**EXERCISE GOAL**
Copy out each line of the listing below in which the string "used" occurs.

**PROVIDED RECORDS**
//! Voice RAG pipeline orchestrator.
//!
//! The [`VoiceRagPipeline`] ties together ingestion (parse → chunk → embed →
//! store) and question answering (search → compose → narrate), composing a
//! [`VectorIndex`], an [`AnswerComposer`], and a [`Narrator`].
//!
//! # Example
//!
//! ```rust,ignore
//! use vox_rag::{RagConfig, VoiceRagPipeline, InMemoryVectorStore};
//!
//! let pipeline = VoiceRagPipeline::builder()
//!     .config(RagConfig::default())
//!     .embedding_provider(Arc::new(embedder))
//!     .vector_store(Arc::new(InMemoryVectorStore::new()))
//!     .chat_model(Arc::new(chat))
//!     .speech_synthesizer(Arc::new(tts))
//!     .build()?;
//!
//! pipeline.ensure_collection().await?;
//! pipeline.ingest_file("guide.pdf", "guide.pdf").await?;
//! let result = pipeline.answer_query("How do I install it?", Some("coral")).await;
//! ```

use std::path::{Path, PathBuf};
use std::sync::Arc;

use serde::{Deserialize, Serialize};
use tracing::{error, info, instrument};

use crate::chat::ChatModel;
use crate::chunking::{Chunker, RecursiveChunker};
use crate::composer::AnswerComposer;
use crate::config::RagConfig;
use crate::document::{QueryResult, QueryStatus};
use crate::embedding::EmbeddingProvider;
use crate::error::{RagError, Result};
use crate::index::VectorIndex;
use crate::ingest::{DocumentIngestor, load_document};
use crate::narrator::Narrator;
use crate::speech::{SpeechSynthesizer, Voice};
use crate::vectorstore::VectorStore;

/// Summary of one ingested file.
#[derive(Debug, Clone, PartialEq, Eq, Serialize, Deserialize)]
pub struct IngestReport {
    pub file_name: String,
    pub pages: usize,
    pub chunks: usize,
}

/// A successful answer, as returned by [`VoiceRagPipeline::try_answer_query`].
#[derive(Debug, Clone, PartialEq, Serialize, Deserialize)]
pub struct Answer {
    pub text: String,
    pub audio_path: PathBuf,
    /// De-duplicated source names in retrieval order.
    pub sources: Vec<String>,
}

impl From<Answer> for QueryResult {
    fn from(answer: Answer) -> Self {
        Self {
            text_response: answer.text,
            audio_path: Some(answer.audio_path),
            sources: answer.sources,
            status: QueryStatus::Success,
        }
    }
}

/// The voice RAG pipeline.
///
/// Holds no per-query state, so one instance can serve concurrent
/// questions. Construct one via [`VoiceRagPipeline::builder()`].
pub struct VoiceRagPipeline {
    config: RagConfig,
    ingestor: DocumentIngestor,
    index: VectorIndex,
    composer: AnswerComposer,
    narrator: Narrator,
}

impl VoiceRagPipeline {
    /// Create a new [`VoiceRagPipelineBuilder`].
    pub fn builder() -> VoiceRagPipelineBuilder {
        VoiceRagPipelineBuilder::default()
    }

    /// Return a reference to the pipeline configuration.
    pub fn config(&self) -> &RagConfig {
        &self.config
    }

    pub fn index(&self) -> &VectorIndex {
        &self.index
    }

    /// Create the configured collection if it is missing.
    pub async fn ensure_collection(&self) -> Result<()> {
        self.index.ensure_collection().await.inspect_err(|e| {
            error!(collection = %self.config.collection_name, error = %e, "failed to ensure collection");
        })
    }

    /// Parse, chunk, embed, and store one file.
    ///
    /// # Errors
    ///
    /// Returns [`RagError::DocumentParse`] if the file cannot be read, or the
    /// embedding/store error if indexing fails. Nothing is stored on error.
    #[instrument(skip_all, fields(file = %path.as_ref().display()))]
    pub async fn ingest_file(
        &self,
        path: impl AsRef<Path>,
        display_name: impl Into<String>,
    ) -> Result<IngestReport> {
        let document = load_document(path.as_ref(), display_name).await?;
        let chunks = self.ingestor.ingest_document(&document);
        let stored = self.index.store(&chunks).await?;

        let report = IngestReport {
            file_name: document.display_name,
            pages: document.pages.len(),
            chunks: stored,
        };
        info!(file_name = %report.file_name, pages = report.pages, chunks = report.chunks, "ingested document");
        Ok(report)
    }

    /// Answer `question`, narrating with `voice` or the configured default.
    ///
    /// Never fails: any error is reported through [`QueryResult::status`]
    /// with every other field empty.
    pub async fn answer_query(&self, question: &str, voice: Option<&str>) -> QueryResult {
        match self.try_answer_query(question, voice).await {
            Ok(answer) => answer.into(),
            Err(e) => {
                error!(error = %e, "query failed");
                QueryResult::failure(&e)
            }
        }
    }

    /// The same flow as [`answer_query`](Self::answer_query), as a `Result`.
    ///
    /// Steps run strictly in sequence: search, compose, narrate. The voice is
    /// validated before any external call.
    #[instrument(skip_all, fields(question_len = question.len()))]
    pub async fn try_answer_query(&self, question: &str, voice: Option<&str>) -> Result<Answer> {
        let question = question.trim();
        if question.is_empty() {
            return Err(RagError::InvalidInput("question must not be empty".to_string()));
        }
        let voice = match voice {
            Some(name) => name.parse::<Voice>()?,
            None => self.config.default_voice,
        };

        let matches = self.index.search(question, self.config.top_k).await?;
        let text = self.composer.compose(question, &matches).await?;
        let audio_path = self.narrator.narrate(&text, voice).await?;

        let mut sources: Vec<String> = Vec::with_capacity(matches.len());
        for m in matches {
            if !sources.contains(&m.source) {
                sources.push(m.source);
            }
        }

        info!(source_count = sources.len(), %voice, "answered query");
        Ok(Answer { text, audio_path, sources })
    }
}

/// Builder for constructing a [`VoiceRagPipeline`].
///
/// The embedding provider, vector store, chat model and speech synthesizer
/// are required. Without a config, [`RagConfig::default()`] is used; without
/// a chunker, a [`RecursiveChunker`] sized from the config is used.
#[derive(Default)]
pub struct VoiceRagPipelineBuilder {
    config: Option<RagConfig>,
    embedding_provider: Option<Arc<dyn EmbeddingProvider>>,
    vector_store: Option<Arc<dyn VectorStore>>,
    chat_model: Option<Arc<dyn ChatModel>>,
    speech_synthesizer: Option<Arc<dyn SpeechSynthesizer>>,
    chunker: Option<Arc<dyn Chunker>>,
}

impl VoiceRagPipelineBuilder {
    /// Set the pipeline configuration.
    pub fn config(mut self, config: RagConfig) -> Self {
        self.config = Some(config);
        self
    }

    /// Set the embedding provider.
    pub fn embedding_provider(mut self, provider: Arc<dyn EmbeddingProvider>) -> Self {
        self.embedding_provider = Some(provider);
        self
    }

    /// Set the vector store backend.
    pub fn vector_store(mut self, store: Arc<dyn VectorStore>) -> Self {
        self.vector_store = Some(store);
        self
    }

    pub fn chat_model(mut self, model: Arc<dyn ChatModel>) -> Self {
        self.chat_model = Some(model);
        self
    }

    pub fn speech_synthesizer(mut self, synthesizer: Arc<dyn SpeechSynthesizer>) -> Self {
        self.speech_synthesizer = Some(synthesizer);
        self
    }

    /// Override the chunking strategy.
    pub fn chunker(mut self, chunker: Arc<dyn Chunker>) -> Self {
        self.chunker = Some(chunker);
        self
    }

    /// Build the [`VoiceRagPipeline`], validating that all required fields
    /// are set.
    ///
    /// # Errors
    ///
    /// Returns [`RagError::Config`] if a required component is missing or
    /// the configuration is invalid.
    pub fn build(self) -> Result<VoiceRagPipeline> {
        let config = self.config.unwrap_or_default();
        config.validate()?;

        let embedding_provider = self
            .embedding_provider
            .ok_or_else(|| RagError::Config("embedding_provider is required".to_string()))?;
        let vector_store = self
            .vector_store
            .ok_or_else(|| RagError::Config("vector_store is required".to_string()))?;
        let chat_model =
            self.chat_model.ok_or_else(|| RagError::Config("chat_model is required".to_string()))?;
        let speech_synthesizer = self
            .speech_synthesizer
            .ok_or_else(|| RagError::Config("speech_synthesizer is required".to_string()))?;
        let chunker = self.chunker.unwrap_or_else(|| {
            Arc::new(RecursiveChunker::new(config.chunk_size, config.chunk_overlap))
        });

        let index = VectorIndex::new(vector_store, embedding_provider, config.collection_name.clone())
            .with_top_k(config.top_k)
            .with_similarity_threshold(config.similarity_threshold)
            .with_request_timeout(config.request_timeout);
        let composer = AnswerComposer::new(chat_model).with_timeout(config.request_timeout);
        let narrator = Narrator::new(speech_synthesizer)
            .with_audio_dir(config.audio_dir.clone())
            .with_file_prefix(config.audio_file_prefix.clone())
            .with_instructions(config.narration_instructions.clone())
            .with_timeout(config.request_timeout);

        Ok(VoiceRagPipeline {
            ingestor: DocumentIngestor::new(chunker),
            config,
            index,
            composer,
            narrator,
        })
    }
}

#[cfg(test)]
mod tests {
    use super::*;
    use crate::inmemory::InMemoryVectorStore;

    #[test]
    fn missing_components_are_reported() {
        let err = VoiceRagPipeline::builder()
            .vector_store(Arc::new(InMemoryVectorStore::new()))
            .build()
            .err()
            .unwrap();
        assert!(matches!(err, RagError::Config(ref m) if m.contains("embedding_provider")));
    }

    #[test]
    fn answer_converts_to_successful_result() {
        let result: QueryResult = Answer {
            text: "Paris.".into(),
            audio_path: PathBuf::from("/tmp/a.mp3"),
            sources: vec!["france.txt".into()],
        }
        .into();
        assert!(result.is_success());
        assert_eq!(result.status.to_string(), "success");
        assert_eq!(result.audio_path.as_deref(), Some(Path::new("/tmp/a.mp3")));
    }
}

**WRITTEN RESPONSE**
/// are required. Without a config, [`RagConfig::default()`] is used; without
/// a chunker, a [`RecursiveChunker`] sized from the config is used.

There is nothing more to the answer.